The other night, I was randomly trawling Netflix for something to watch while I couldn’t sleep, and I stumbled across a BBC show I’d never seen before called W1A. I later discovered that this was the follow-up to Twenty Twelve (which I also haven’t seen yet), and is one of the most effective “fake documentary” series I’ve seen since the original British version of The Office.
W1A focuses on the BBC itself, which is a pretty ballsy move given how scathing the show is of BBC corporate culture. Casting Hugh “Downton Abbey” Bonneville in the role of Ian Fletcher, the BBC’s new Head of Values, the show follows Fletcher’s efforts to make sense of the waffling business-speak world that one of the world’s most celebrated broadcasters has become in the last few years. Fletcher is by no means a blameless character in all this, but he, by far, comes across as one of the most “normal” and relatable characters in the cast.
The reason for this is that the rest of the cast members are exaggerated parodies of various office archetypes. I would say that they are exaggerated to the degree of absurdity, but not far through the first episode I realised that I had met and interacted with each and every one of these archetypes at various points in my professional life — in education, in office work and in retail — and suddenly it didn’t feel quite so absurd after all. It was still amusing, but in a tragic sort of way; the realisation hit me that this is what the world has become these days.

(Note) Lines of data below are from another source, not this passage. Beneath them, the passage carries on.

// src/dag/task.rs

//! Task records and the dispatch description handed to executors.

use chrono::{DateTime, Utc};
use serde::{Deserialize, Serialize};

use crate::types::{Complexity, Priority, TaskStatus};

/// Canonical task identity type used throughout the crate.
pub type TaskId = String;

/// A unit of work inside a project run.
#[derive(Debug, Clone, PartialEq, Serialize, Deserialize)]
pub struct Task {
    pub id: TaskId,
    pub title: String,
    #[serde(default)]
    pub status: TaskStatus,
    #[serde(default)]
    pub priority: Priority,
    #[serde(default)]
    pub complexity: Complexity,
    /// Percent complete, 0..=100.
    #[serde(default)]
    pub progress: u8,
    /// Identities of tasks that must complete first. References to tasks
    /// outside the set are ignored by the resolver.
    #[serde(default)]
    pub dependencies: Vec<TaskId>,
    #[serde(default)]
    pub started_at: Option<DateTime<Utc>>,
    #[serde(default)]
    pub completed_at: Option<DateTime<Utc>>,
}

impl Task {
    pub fn new(id: impl Into<TaskId>, title: impl Into<String>) -> Self {
        Self {
            id: id.into(),
            title: title.into(),
            status: TaskStatus::Pending,
            priority: Priority::default(),
            complexity: Complexity::default(),
            progress: 0,
            dependencies: Vec::new(),
            started_at: None,
            completed_at: None,
        }
    }

    pub fn with_priority(mut self, priority: Priority) -> Self {
        self.priority = priority;
        self
    }

    pub fn with_complexity(mut self, complexity: Complexity) -> Self {
        self.complexity = complexity;
        self
    }

    pub fn with_status(mut self, status: TaskStatus) -> Self {
        self.status = status;
        self
    }

    pub fn depends_on(mut self, dep: impl Into<TaskId>) -> Self {
        self.dependencies.push(dep.into());
        self
    }
}

/// Description of a task that the scheduler wants the executor to run now.
#[derive(Debug, Clone, PartialEq, Eq)]
pub struct ScheduledTask {
    pub id: TaskId,
    pub title: String,
    pub priority: Priority,
    pub complexity: Complexity,
    /// Monotonically increasing run identifier. Results carrying a stale
    /// `run_id` are discarded by the scheduler.
    pub run_id: u64,
    /// Dispatch count of this task within the run, starting at 1. A task
    /// requeued while in flight is dispatched again with a higher attempt,
    /// and the older attempt's result is discarded.
    pub attempt: u32,
}

impl ScheduledTask {
    pub fn from_task(task: &Task, run_id: u64, attempt: u32) -> Self {
        Self {
            id: task.id.clone(),
            title: task.title.clone(),
            priority: task.priority,
            complexity: task.complexity,
            run_id,
            attempt,
        }
    }
}
#![allow(dead_code)]

use std::fs;
use std::path::{Path, PathBuf};

use agentflow::config::{ProjectConfig, parse_project};
use agentflow::dag::Task;
use agentflow::types::{Complexity, Priority, TaskStatus};

/// Builder for `Task` with short names for test tables.
pub struct TaskBuilder {
    task: Task,
}

impl TaskBuilder {
    /// Title defaults to the id.
    pub fn new(id: &str) -> Self {
        Self {
            task: Task::new(id, id),
        }
    }

    pub fn title(mut self, title: &str) -> Self {
        self.task.title = title.to_string();
        self
    }

    pub fn priority(mut self, priority: Priority) -> Self {
        self.task.priority = priority;
        self
    }

    pub fn complexity(mut self, complexity: Complexity) -> Self {
        self.task.complexity = complexity;
        self
    }

    pub fn status(mut self, status: TaskStatus) -> Self {
        self.task.status = status;
        self
    }

    pub fn after(mut self, dep: &str) -> Self {
        self.task.dependencies.push(dep.to_string());
        self
    }

    pub fn build(self) -> Task {
        self.task
    }
}

/// `ids[0] <- ids[1] <- ...`: each task depends on the previous one.
pub fn chain(ids: &[&str]) -> Vec<Task> {
    ids.iter()
        .enumerate()
        .map(|(i, id)| {
            let builder = TaskBuilder::new(id);
            match i.checked_sub(1) {
                Some(prev) => builder.after(ids[prev]).build(),
                None => builder.build(),
            }
        })
        .collect()
}

/// Builder for project TOML, for config and end-to-end tests.
pub struct ProjectFileBuilder {
    project_id: Option<String>,
    settings: Vec<String>,
    tasks: Vec<String>,
    features: Vec<String>,
}

/// TOML basic strings accept JSON string escapes.
fn quote(s: &str) -> String {
    serde_json::to_string(s).expect("string serializes")
}

fn quote_list(items: &[&str]) -> String {
    let quoted: Vec<String> = items.iter().map(|s| quote(s)).collect();
    format!("[{}]", quoted.join(", "))
}

impl ProjectFileBuilder {
    pub fn new() -> Self {
        Self {
            project_id: None,
            settings: Vec::new(),
            tasks: Vec::new(),
            features: Vec::new(),
        }
    }

    pub fn project_id(mut self, id: &str) -> Self {
        self.project_id = Some(id.to_string());
        self
    }

    pub fn wip_limit(mut self, limit: usize) -> Self {
        self.settings.push(format!("wip_limit = {limit}"));
        self
    }

    pub fn history_capacity(mut self, capacity: usize) -> Self {
        self.settings.push(format!("history_capacity = {capacity}"));
        self
    }

    /// A task with a command and dependencies.
    pub fn task(self, id: &str, cmd: &str, after: &[&str]) -> Self {
        self.task_with(id, Some(cmd), after, &[])
    }

    /// A task with arbitrary extra `key = value` lines
    /// (e.g. `priority = "high"`).
    pub fn task_with(
        mut self,
        id: &str,
        cmd: Option<&str>,
        after: &[&str],
        extra: &[&str],
    ) -> Self {
        let mut section = format!("[task.{id}]\n");
        if let Some(cmd) = cmd {
            section.push_str(&format!("cmd = {}\n", quote(cmd)));
        }
        if !after.is_empty() {
            section.push_str(&format!("after = {}\n", quote_list(after)));
        }
        for line in extra {
            section.push_str(line);
            section.push('\n');
        }
        self.tasks.push(section);
        self
    }

    pub fn feature(mut self, id: &str, status: &str, tasks: &[&str]) -> Self {
        self.features.push(format!(
            "[feature.{id}]\nstatus = {}\ntasks = {}\n",
            quote(status),
            quote_list(tasks)
        ));
        self
    }

    pub fn to_toml(&self) -> String {
        let mut out = String::new();
        if let Some(id) = &self.project_id {
            out.push_str(&format!("[project]\nid = {}\n\n", quote(id)));
        }
        if !self.settings.is_empty() {
            out.push_str("[settings]\n");
            for line in &self.settings {
                out.push_str(line);
                out.push('\n');
            }
            out.push('\n');
        }
        for section in self.tasks.iter().chain(&self.features) {
            out.push_str(section);
            out.push('\n');
        }
        out
    }

    /// Write `<dir>/<name>` and return its path.
    pub fn write_to(&self, dir: &Path, name: &str) -> PathBuf {
        let path = dir.join(name);
        fs::write(&path, self.to_toml()).expect("writing project file");
        path
    }

    pub fn build(&self) -> ProjectConfig {
        parse_project(&self.to_toml()).expect("Failed to build valid project from builder")
    }
}

impl Default for ProjectFileBuilder {
    fn default() -> Self {
        Self::new()
    }
}
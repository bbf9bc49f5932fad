// src/config/validate.rs

use std::collections::{HashMap, HashSet};

use tracing::warn;

use crate::board::Feature;
use crate::config::model::{ProjectConfig, RawFeature, RawProjectFile, RawTask};
use crate::dag::{Task, TaskId};
use crate::errors::{OrchestratorError, Result};
use crate::types::FeatureStatus;

/// Used when neither `[project].id` nor a file name is available.
pub const FALLBACK_PROJECT_ID: &str = "agentflow";

impl TryFrom<RawProjectFile> for ProjectConfig {
    type Error = OrchestratorError;

    fn try_from(raw: RawProjectFile) -> std::result::Result<Self, Self::Error> {
        validate_settings(&raw)?;

        let mut tasks = Vec::with_capacity(raw.task.len());
        let mut commands = HashMap::new();
        for (id, value) in raw.task {
            let section: RawTask = value.try_into()?;
            if let Some(cmd) = &section.cmd {
                commands.insert(id.clone(), cmd.clone());
            }
            tasks.push(task_from_section(id, section)?);
        }
        ensure_has_tasks(&tasks)?;
        warn_dangling_dependencies(&tasks);

        let mut features = Vec::with_capacity(raw.feature.len());
        for (id, value) in raw.feature {
            let section: RawFeature = value.try_into()?;
            features.push(feature_from_section(id, section, &tasks)?);
        }
        validate_active_features(&features, raw.settings.wip_limit)?;

        let project_id = raw
            .project
            .id
            .filter(|id| !id.trim().is_empty())
            .unwrap_or_else(|| FALLBACK_PROJECT_ID.to_string());

        Ok(ProjectConfig::new_unchecked(
            project_id,
            raw.settings,
            tasks,
            commands,
            features,
        ))
    }
}

fn config_error(message: impl Into<String>) -> OrchestratorError {
    OrchestratorError::ConfigError(message.into())
}

fn validate_settings(cfg: &RawProjectFile) -> Result<()> {
    if cfg.settings.wip_limit == 0 {
        return Err(config_error("[settings].wip_limit must be >= 1 (got 0)"));
    }
    if cfg.settings.history_capacity == 0 {
        return Err(config_error("[settings].history_capacity must be >= 1 (got 0)"));
    }
    if cfg.settings.event_source.trim().is_empty() {
        return Err(config_error("[settings].event_source must not be empty"));
    }
    Ok(())
}

fn ensure_has_tasks(tasks: &[Task]) -> Result<()> {
    if tasks.is_empty() {
        return Err(config_error(
            "project must contain at least one [task.<id>] section",
        ));
    }
    Ok(())
}

fn task_from_section(id: TaskId, section: RawTask) -> Result<Task> {
    if section.progress > 100 {
        return Err(config_error(format!(
            "task '{id}' has progress {} (must be 0..=100)",
            section.progress
        )));
    }

    let mut task = Task::new(id.clone(), section.title.unwrap_or(id))
        .with_priority(section.priority)
        .with_complexity(section.complexity)
        .with_status(section.status);
    task.progress = section.progress;
    task.dependencies = section.after;
    Ok(task)
}

/// Dangling `after` entries are allowed; the resolver skips them.
fn warn_dangling_dependencies(tasks: &[Task]) {
    let known: HashSet<&str> = tasks.iter().map(|t| t.id.as_str()).collect();
    for task in tasks {
        for dep in task.dependencies.iter().filter(|d| !known.contains(d.as_str())) {
            warn!(task = %task.id, dep = %dep, "dependency on undeclared task will be ignored");
        }
    }
}

fn feature_from_section(id: String, section: RawFeature, tasks: &[Task]) -> Result<Feature> {
    for task_id in &section.tasks {
        if !tasks.iter().any(|t| &t.id == task_id) {
            return Err(config_error(format!(
                "feature '{id}' references unknown task '{task_id}'"
            )));
        }
    }

    let title = section.title.unwrap_or_else(|| id.clone());
    Ok(Feature::new(id, title)
        .with_status(section.status)
        .with_priority(section.priority)
        .with_complexity(section.complexity)
        .with_tasks(section.tasks))
}

fn validate_active_features(features: &[Feature], wip_limit: usize) -> Result<()> {
    let active = features
        .iter()
        .filter(|f| f.status == FeatureStatus::InProgress)
        .count();
    if active > wip_limit {
        return Err(config_error(format!(
            "{active} features are in_progress but [settings].wip_limit is {wip_limit}"
        )));
    }
    Ok(())
}

#[cfg(test)]
mod tests {
    use super::*;
    use crate::types::{Priority, TaskStatus};

    fn parse(src: &str) -> Result<ProjectConfig> {
        let raw: RawProjectFile = toml::from_str(src)?;
        ProjectConfig::try_from(raw)
    }

    #[test]
    fn tasks_keep_declaration_order() {
        let cfg = parse(
            r#"
            [task.zeta]
            cmd = "true"

            [task.alpha]
            priority = "critical"
            after = ["zeta"]
            "#,
        )
        .unwrap();

        let ids: Vec<_> = cfg.tasks().iter().map(|t| t.id.as_str()).collect();
        assert_eq!(ids, vec!["zeta", "alpha"]);
        assert_eq!(cfg.tasks()[1].priority, Priority::Critical);
        assert_eq!(cfg.tasks()[1].dependencies, vec!["zeta"]);
        assert_eq!(cfg.tasks()[0].title, "zeta");
        assert_eq!(cfg.commands().get("zeta").map(String::as_str), Some("true"));
        assert!(!cfg.commands().contains_key("alpha"));
        assert_eq!(cfg.project_id(), FALLBACK_PROJECT_ID);
    }

    #[test]
    fn dangling_dependency_is_kept() {
        let cfg = parse(
            r#"
            [task.a]
            after = ["nowhere"]
            "#,
        )
        .unwrap();
        assert_eq!(cfg.tasks()[0].dependencies, vec!["nowhere"]);
    }

    #[test]
    fn empty_project_is_rejected() {
        let err = parse("[project]\nid = \"x\"\n").unwrap_err();
        assert!(matches!(err, OrchestratorError::ConfigError(_)));
    }

    #[test]
    fn progress_above_hundred_is_rejected() {
        let err = parse("[task.a]\nprogress = 120\n").unwrap_err();
        assert!(err.to_string().contains("progress 120"));
    }

    #[test]
    fn zero_wip_limit_is_rejected() {
        let err = parse("[settings]\nwip_limit = 0\n[task.a]\n").unwrap_err();
        assert!(err.to_string().contains("wip_limit"));
    }

    #[test]
    fn feature_must_reference_declared_tasks() {
        let err = parse(
            r#"
            [task.a]
            [feature.f]
            tasks = ["a", "b"]
            "#,
        )
        .unwrap_err();
        assert!(err.to_string().contains("unknown task 'b'"));
    }

    #[test]
    fn statuses_accept_both_spellings() {
        let cfg = parse(
            r#"
            [task.a]
            status = "in_progress"
            [task.b]
            status = "completed"
            progress = 100
            [feature.f]
            status = "ai_review"
            "#,
        )
        .unwrap();
        assert_eq!(cfg.tasks()[0].status, TaskStatus::InProgress);
        assert_eq!(cfg.tasks()[1].progress, 100);
        assert_eq!(cfg.features()[0].status, FeatureStatus::AiReview);
    }

    #[test]
    fn too_many_active_features_are_rejected() {
        let err = parse(
            r#"
            [settings]
            wip_limit = 1
            [task.a]
            [feature.f1]
            status = "in_progress"
            [feature.f2]
            status = "in_progress"
            "#,
        )
        .unwrap_err();
        assert!(err.to_string().contains("wip_limit is 1"));
    }
}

One of the most frequent character traits on display is relentless, unnecessary positivity, even when it’s completely inappropriate. It’s not unusual to see serious issues being raised in meetings, with the only responses from around the table being a chorus of “Brilliant.” “Great.” “Well then.” “Marvellous.” and “Okay then.” Likewise, to my chagrin, I’ve caught myself using some of the character traits of intern Will, most notably his blind agreeing (and declaration that it’s “cool” and “no worries”) with everything that people say, only to admit that he didn’t actually hear what he just agreed to just a moment later.
While I find W1A pretty excruciating to watch — particularly when Jessica Hynes and her painfully millenial PR company “Perfect Curve” are on screen — it’s nonetheless rather compelling and almost reassuring in a strange sort of way: a viewer’s initial reaction to these seeming caricatures — their repetitiveness and their relentless, inappropriate cheerfulness — as them being absurd in some way is entirely deliberate. The writers of the show know how ridiculous and absurd the situation is, along with all the nonsense that goes on in modern corporate culture — which more often than not cares more about outward appearances than actually making life good for its employees and clients — and the show itself acts as a means of people who are tired of this aspect of modern life to come together, point and laugh, then perhaps go and have a little cry in the corner.
You’re not alone in hating the way the world has turned out, says W1A. We hate it too; we’ve just decided to laugh at it, because what’s the alternative?